Construction of an IS-Free Corynebacterium glutamicum ATCC 13 032 Chassis Strain and Random Mutagenesis Using the Endogenous IS Cg1 Transposase

Abstract

Mobile genetic elements (MGEs) contribute to instability of the host genome and plasmids. Previously, removal of the prophages in the industrial amino acid producer Corynebacterium glutamicum ATCC 13 032 resulted in strain MB001 which showed better survival under stress conditions and increased transformability. Still, eight families of Insertion Sequence (IS) elements with 27 potentially active members remain in MB001, two of which were demonstrated to be detrimental in biotechnological processes. In this study, systematical deletion of all complete IS elements in MB001 resulted in the MGE-free strain CR101. CR101 shows growth characteristics identical to the wildtype and the increased transformability of MB001. Due to its improved genome stability, we consider this strain to be an optimal host for basic research and biotechnology. As a "zero-background" host, it is also an ideal basis to study C. glutamicum IS elements. Re-sequencing of CR101 revealed that only five spontaneous point mutations had occurred during the construction process, highlighting the low mutation rate of C. glutamicum on the nucleotide level. In a second step, we developed an easily applicable ISCg1-based transposon mutagenesis system to randomly transpose a selectable marker. For optimal plasmid stability during cloning in Escherichia coli, the system utilizes a genetic switch based on the phage integrase Bxb1. Use of this integrase revealed the presence of a functional attB site in the C. glutamicum genome. To avoid cross-talk with our system and increase ease-of-use, we removed the attB site and also inserted the Bxb1 encoding gene into the chromosome of CR101. Successful insertion of single markers was verified by sequencing randomly selected mutants. Sequencing pooled mutant libraries revealed only a weak target site specificity, seemingly random distribution of insertion sites and no general strand bias. The resulting strain, ML103, together with plasmid pML10 provides a easily customizable system for random mutagenesis in an otherwise genomically stable C. glutamicum. Taken together, the MGE-free C. glutamicum strain CR101, the derivative ML103, and the plasmid pML10 provide a useful set of tools to study C. glutamicum in the future.

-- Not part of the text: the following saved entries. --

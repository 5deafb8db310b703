//! Contact form flow driven through the contact domain update handler.

use std::sync::Arc;
use std::time::Duration;

use futures::StreamExt;
use iced::Task;
use iced::widget::text_editor;
use reqwest::StatusCode;
use url::Url;
use vagdevi_config::{Config, MailRelayConfig, constants::DEFAULT_RELAY_URL};
use vagdevi_core::{
    Field, OutboundEmail, RelayCredentials, SubmissionStatus, SubmitError, TemplateParams,
};
use vagdevi_site::app::bootstrap::{AppConfig, base_state};
use vagdevi_site::common::messages::DomainMessage;
use vagdevi_site::domains::contact::messages::Message as ContactMessage;
use vagdevi_site::domains::contact::update::{deliver, update_contact};
use vagdevi_site::infra::testing::stubs::RecordingMailService;
use vagdevi_site::state::State;

fn configured() -> Config {
    Config {
        mail_relay: Some(MailRelayConfig {
            credentials: RelayCredentials::new("service_1", "template_1", "public_1"),
            api_url: Url::parse(DEFAULT_RELAY_URL).unwrap(),
        }),
        ..Config::default()
    }
}

fn state_with(config: Config, stub: &RecordingMailService) -> State {
    let app_config = AppConfig::new(config).unwrap().with_test_stubs(true);
    let mut state = base_state(&app_config);
    state.mail_service = Arc::new(stub.clone());
    state
}

fn fill_valid_form(state: &mut State) {
    for (field, value) in [
        (Field::Name, "Ravi Kumar"),
        (Field::Email, "ravi@example.com"),
        (Field::Subject, "Bulk order"),
        (Field::Message, "Need 50 bags of JSR steam rice."),
    ] {
        let _ = update_contact(state, ContactMessage::Edit(field, value.to_string()));
    }
}

fn session(state: &State) -> &vagdevi_core::ContactSession {
    &state.domains.contact.state.session
}

/// Run a task to completion and collect the messages it produced.
async fn run_task(task: Task<DomainMessage>) -> Vec<DomainMessage> {
    let Some(mut stream) = iced_runtime::task::into_stream(task) else {
        return Vec::new();
    };

    let mut outputs = Vec::new();
    while let Some(action) = stream.next().await {
        if let iced_runtime::Action::Output(message) = action {
            outputs.push(message);
        }
    }
    outputs
}

/// Submit the form and feed the delivery result back into the domain.
async fn submit_and_deliver(state: &mut State) -> Result<(), SubmitError> {
    let task = update_contact(state, ContactMessage::Submit).task;
    assert!(session(state).is_pending());

    let outputs = run_task(task).await;
    assert_eq!(outputs.len(), 1, "submit should produce exactly one result");

    let result = match outputs.into_iter().next() {
        Some(DomainMessage::Contact(ContactMessage::Delivered(result))) => result,
        other => panic!("expected Contact::Delivered, got {other:?}"),
    };

    let _ = update_contact(state, ContactMessage::Delivered(result.clone()));
    result
}

fn sample_email() -> OutboundEmail {
    OutboundEmail {
        credentials: RelayCredentials::new("service_1", "template_1", "public_1"),
        params: TemplateParams {
            name: "Anita".into(),
            email: "anita@example.com".into(),
            phone: String::new(),
            company: String::new(),
            subject: "Samples".into(),
            message: "Please send samples.".into(),
        },
    }
}

#[tokio::test]
async fn valid_submission_is_delivered_and_confirmed() {
    let stub = RecordingMailService::new();
    let mut state = state_with(configured(), &stub);
    fill_valid_form(&mut state);

    let result = submit_and_deliver(&mut state).await;

    assert!(result.is_ok());
    assert_eq!(stub.sent_count(), 1);
    assert_eq!(stub.sent()[0].params.subject, "Bulk order");
    assert_eq!(stub.sent()[0].params.phone, "");
    assert_eq!(stub.sent()[0].credentials.service_id, "service_1");

    assert!(session(&state).is_submitted());
    assert_eq!(session(&state).form().get(Field::Name), "");
}

#[tokio::test]
async fn relay_rejection_shows_banner_and_keeps_input() {
    let stub = RecordingMailService::rejecting(StatusCode::BAD_REQUEST);
    let mut state = state_with(configured(), &stub);
    fill_valid_form(&mut state);

    let result = submit_and_deliver(&mut state).await;

    assert_eq!(stub.sent_count(), 1);
    match result {
        Err(SubmitError::DeliveryFailed { reason }) => assert!(reason.contains("400")),
        other => panic!("expected a delivery failure, got {other:?}"),
    }
    assert!(matches!(
        session(&state).banner(),
        Some(SubmitError::DeliveryFailed { .. })
    ));
    assert_eq!(session(&state).form().get(Field::Email), "ravi@example.com");

    let _ = update_contact(&mut state, ContactMessage::DismissError);
    assert!(session(&state).banner().is_none());
}

#[tokio::test]
async fn deliver_reports_relay_outcome() {
    let accepting = RecordingMailService::new();
    assert_eq!(deliver(Arc::new(accepting.clone()), sample_email()).await, Ok(()));
    assert_eq!(accepting.sent(), vec![sample_email()]);

    let rejecting = RecordingMailService::rejecting(StatusCode::TOO_MANY_REQUESTS);
    match deliver(Arc::new(rejecting.clone()), sample_email()).await {
        Err(SubmitError::DeliveryFailed { reason }) => assert!(reason.contains("429")),
        other => panic!("expected a delivery failure, got {other:?}"),
    }
    assert_eq!(rejecting.sent_count(), 1);
}

#[test]
fn missing_relay_configuration_is_reported_without_sending() {
    let stub = RecordingMailService::new();
    let mut state = state_with(Config::default(), &stub);
    fill_valid_form(&mut state);

    let _ = update_contact(&mut state, ContactMessage::Submit);

    assert_eq!(
        session(&state).banner(),
        Some(&SubmitError::MissingConfiguration)
    );
    assert_eq!(stub.sent_count(), 0);
}

#[test]
fn invalid_form_records_inline_errors() {
    let stub = RecordingMailService::new();
    let mut state = state_with(configured(), &stub);
    let _ = update_contact(
        &mut state,
        ContactMessage::Edit(Field::Email, "not-an-email".into()),
    );

    let _ = update_contact(&mut state, ContactMessage::Submit);

    let errors = session(&state).errors();
    assert!(errors.get(Field::Name).is_some());
    assert!(errors.get(Field::Email).is_some());
    assert!(errors.get(Field::Phone).is_none());
    assert_eq!(session(&state).status(), &SubmissionStatus::Idle);

    let _ = update_contact(
        &mut state,
        ContactMessage::Edit(Field::Name, "Ravi".into()),
    );
    assert!(session(&state).errors().get(Field::Name).is_none());
}

#[test]
fn duplicate_submit_while_pending_is_ignored() {
    let stub = RecordingMailService::new();
    let mut state = state_with(configured(), &stub);
    fill_valid_form(&mut state);

    let _ = update_contact(&mut state, ContactMessage::Submit);
    let _ = update_contact(&mut state, ContactMessage::Submit);
    assert!(session(&state).is_pending());
}

#[test]
fn confirmation_expires_after_reset_delay() {
    let stub = RecordingMailService::new();
    let mut config = configured();
    config.contact.reset_delay = Duration::ZERO;
    let mut state = state_with(config, &stub);
    fill_valid_form(&mut state);

    let _ = update_contact(&mut state, ContactMessage::Submit);
    let _ = update_contact(&mut state, ContactMessage::Delivered(Ok(())));
    assert!(session(&state).is_submitted());

    let _ = update_contact(&mut state, ContactMessage::Tick);
    assert_eq!(session(&state).status(), &SubmissionStatus::Idle);
}

#[test]
fn prefilled_subject_lands_in_the_form() {
    let stub = RecordingMailService::new();
    let mut state = state_with(configured(), &stub);

    let _ = update_contact(
        &mut state,
        ContactMessage::PrefillSubject("Enquiry about JSR Rice".into()),
    );
    assert_eq!(
        session(&state).form().get(Field::Subject),
        "Enquiry about JSR Rice"
    );
}

#[test]
fn typing_in_the_message_editor_updates_the_form() {
    let stub = RecordingMailService::new();
    let mut state = state_with(configured(), &stub);
    let _ = update_contact(&mut state, ContactMessage::Submit);
    assert!(session(&state).errors().get(Field::Message).is_some());

    let paste = text_editor::Action::Edit(text_editor::Edit::Paste(Arc::new(
        "Two pallets of HMT.\nDelivery to Guntur.".to_string(),
    )));
    let _ = update_contact(&mut state, ContactMessage::MessageAction(paste));

    assert_eq!(
        session(&state).form().get(Field::Message).trim(),
        "Two pallets of HMT.\nDelivery to Guntur."
    );
    assert!(session(&state).errors().get(Field::Message).is_none());

    let _ = update_contact(
        &mut state,
        ContactMessage::MessageAction(text_editor::Action::SelectAll),
    );
    assert_eq!(
        session(&state).form().get(Field::Message).trim(),
        "Two pallets of HMT.\nDelivery to Guntur.",
        "selection does not count as an edit"
    );
}

#[tokio::test]
async fn message_editor_is_cleared_after_delivery() {
    let stub = RecordingMailService::new();
    let mut state = state_with(configured(), &stub);
    fill_valid_form(&mut state);

    let editor = &state.domains.contact.state.message_editor;
    assert_eq!(editor.text().trim(), "Need 50 bags of JSR steam rice.");

    submit_and_deliver(&mut state).await.unwrap();

    assert!(state.domains.contact.state.message_editor.text().trim().is_empty());
}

Keywords: IS elements; ISCg1; corynebacterium glutamcium; genetic switch; mutagenesis; prophages; “genome healing”.

FIGURE 1

Principle of the Bxb1 phage integrase genetic switch. In its default state, the promoter (in red) is in opposite orientation to the ISCg1 transposase and therefore no expression takes place. As soon as the integrase is abundant, the bacterial and phage attachment sites attB and attP are targeted by the integrase, transitioning the switch into the active state by recombination, forming the hybrid attachment sites attL and attR.

FIGURE 2

Alignment of the minimal required bacterial attachment site sequences of the phage Bxb1 in its natural host M. smegmatis and the observed attachment site in C. glutamicum. Base pairs coloured in red are specific for attB identity in M. smegmatis. The green central GT is the essential dinucleotide for recombination and the dashed arrows indicate palindromic base pairs.

FIGURE 3

Transposition sites mapped to the genome of CR101. A total of 3,207 transposition sites were identified by mapping sequencing reads of the random mutagenesis experiment performed with C. glutamicum ML103 to C. glutamicum CR101, with 1,582 sites on the leading strand (outer lines) and 1,625 sites on the lagging strand (inner lines).

FIGURE 4

Weblogo of the ISCg1 target site. WebLogo (Crooks, 2004) of the ISCg1 target site based on the strand-specific 8 bp of genomic sequence downstream of the inverted repeat at transposition sites with at least two mapped reads.